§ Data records
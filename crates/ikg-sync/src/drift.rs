//! Read-only drift scan: runs discovery and diffing without mutating
//! `Storage` (`spec.md` §4.2).

use chrono::{DateTime, Duration, Utc};
use ikg_core::{Change, EngineConfig, Node, NodeFilter, NodeInput, Provider, Storage};

use crate::adapter::{Adapter, DiscoverOptions};
use crate::changes;
use crate::diff::diff_node;
use crate::error::Result;

/// One drifted node: the persisted node as last seen by Storage, plus the
/// `node-drifted` changes the scan would emit if it were a real sync.
#[derive(Debug, Clone)]
pub struct DriftedNode {
    pub node: Node,
    pub changes: Vec<Change>,
}

#[derive(Debug, Clone, Default)]
pub struct DriftScanResult {
    pub drifted_nodes: Vec<DriftedNode>,
    pub disappeared_nodes: Vec<Node>,
    pub new_nodes: Vec<NodeInput>,
    pub scanned_at: DateTime<Utc>,
}

/// Runs steps 2-3 and 6 of the reconciliation algorithm read-only: no
/// upserts, no `mark_nodes_disappeared`, no appended changes.
pub async fn drift_scan(storage: &dyn Storage, adapter: &dyn Adapter, config: &EngineConfig, options: Option<&DiscoverOptions>) -> Result<DriftScanResult> {
    let provider = adapter.provider();
    let scanned_at = Utc::now();
    tracing::debug!(?provider, "starting drift scan");

    let discovery = match adapter.discover(options).await {
        Ok(discovery) => discovery,
        Err(message) => {
            tracing::error!(?provider, %message, "adapter discover raised an exception during drift scan");
            return Err(crate::error::Error::Adapter { provider: format!("{provider:?}"), message });
        }
    };

    let mut result = DriftScanResult {
        scanned_at,
        ..DriftScanResult::default()
    };

    for input in discovery.nodes {
        match storage.get_node(&input.id).await? {
            None => result.new_nodes.push(input),
            Some(existing) => {
                let diffs = diff_node(&existing, &input);
                if !diffs.is_empty() {
                    let drift_changes = diffs.iter().map(|d| changes::node_drifted(&input.id, d)).collect();
                    result.drifted_nodes.push(DriftedNode {
                        node: existing,
                        changes: drift_changes,
                    });
                }
            }
        }
    }

    let stale_before = scanned_at - Duration::milliseconds(config.stale_threshold_ms);
    result.disappeared_nodes = disappeared_candidates(storage, provider, stale_before).await?;

    Ok(result)
}

async fn disappeared_candidates(storage: &dyn Storage, provider: Provider, stale_before: DateTime<Utc>) -> Result<Vec<Node>> {
    let filter = NodeFilter::new().provider(provider);
    let nodes = storage.query_nodes(&filter).await?;
    Ok(nodes
        .into_iter()
        .filter(|n| n.status != ikg_core::NodeStatus::Disappeared && n.last_seen_at < stale_before)
        .collect())
}

#[cfg(test)]
mod tests {
    use super::*;
    use crate::adapter::DiscoverResult;
    use async_trait::async_trait;
    use ikg_core::{MemoryStorage, NodeInput, NodeStatus, ResourceType};
    use std::collections::HashMap;
    use std::sync::Mutex;

    fn node_input(id: &str) -> NodeInput {
        NodeInput {
            id: id.into(),
            provider: Provider::Aws,
            resource_type: ResourceType::Compute,
            native_id: id.into(),
            name: id.into(),
            region: "us-east-1".into(),
            account: "acct".into(),
            owner: None,
            created_at: None,
            status: NodeStatus::Running,
            tags: HashMap::new(),
            metadata: HashMap::new(),
            cost_monthly: None,
        }
    }

    struct ScriptedAdapter {
        responses: Mutex<Vec<Result<DiscoverResult, String>>>,
    }

    #[async_trait]
    impl Adapter for ScriptedAdapter {
        fn provider(&self) -> Provider {
            Provider::Aws
        }

        async fn health_check(&self) -> bool {
            true
        }

        async fn discover(&self, _options: Option<&DiscoverOptions>) -> Result<DiscoverResult, String> {
            self.responses.lock().unwrap().remove(0)
        }
    }

    /// Invariant #3: a drift scan never mutates storage.
    #[tokio::test]
    async fn drift_scan_does_not_mutate_storage() {
        let storage = MemoryStorage::new();
        storage.upsert_node(node_input("n1")).await.unwrap();

        let mut drifted = node_input("n1");
        drifted.status = NodeStatus::Stopped;
        let adapter = ScriptedAdapter {
            responses: Mutex::new(vec![Ok(DiscoverResult {
                nodes: vec![drifted],
                edges: Vec::new(),
                errors: Vec::new(),
            })]),
        };

        let before = storage.query_nodes(&NodeFilter::new()).await.unwrap();
        let result = drift_scan(&storage, &adapter, &EngineConfig::default(), None).await.unwrap();
        let after = storage.query_nodes(&NodeFilter::new()).await.unwrap();

        assert_eq!(result.drifted_nodes.len(), 1);
        assert_eq!(result.drifted_nodes[0].changes[0].field.as_deref(), Some("status"));
        assert_eq!(before.len(), after.len());
        assert_eq!(before[0].status, after[0].status);
        assert_eq!(storage.get_node_timeline("n1", 10).await.unwrap().len(), 0);
    }
}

§ PROBLEM STATEMENT
Find the word "changes" in the entries above and gather every line that holds it.

§ SOLVED PROBLEM
use crate::changes;
/// `node-drifted` changes the scan would emit if it were a real sync.
    pub changes: Vec<Change>,
/// upserts, no `mark_nodes_disappeared`, no appended changes.
                    let drift_changes = diffs.iter().map(|d| changes::node_drifted(&input.id, d)).collect();
                        changes: drift_changes,
        assert_eq!(result.drifted_nodes[0].changes[0].field.as_deref(), Some("status"));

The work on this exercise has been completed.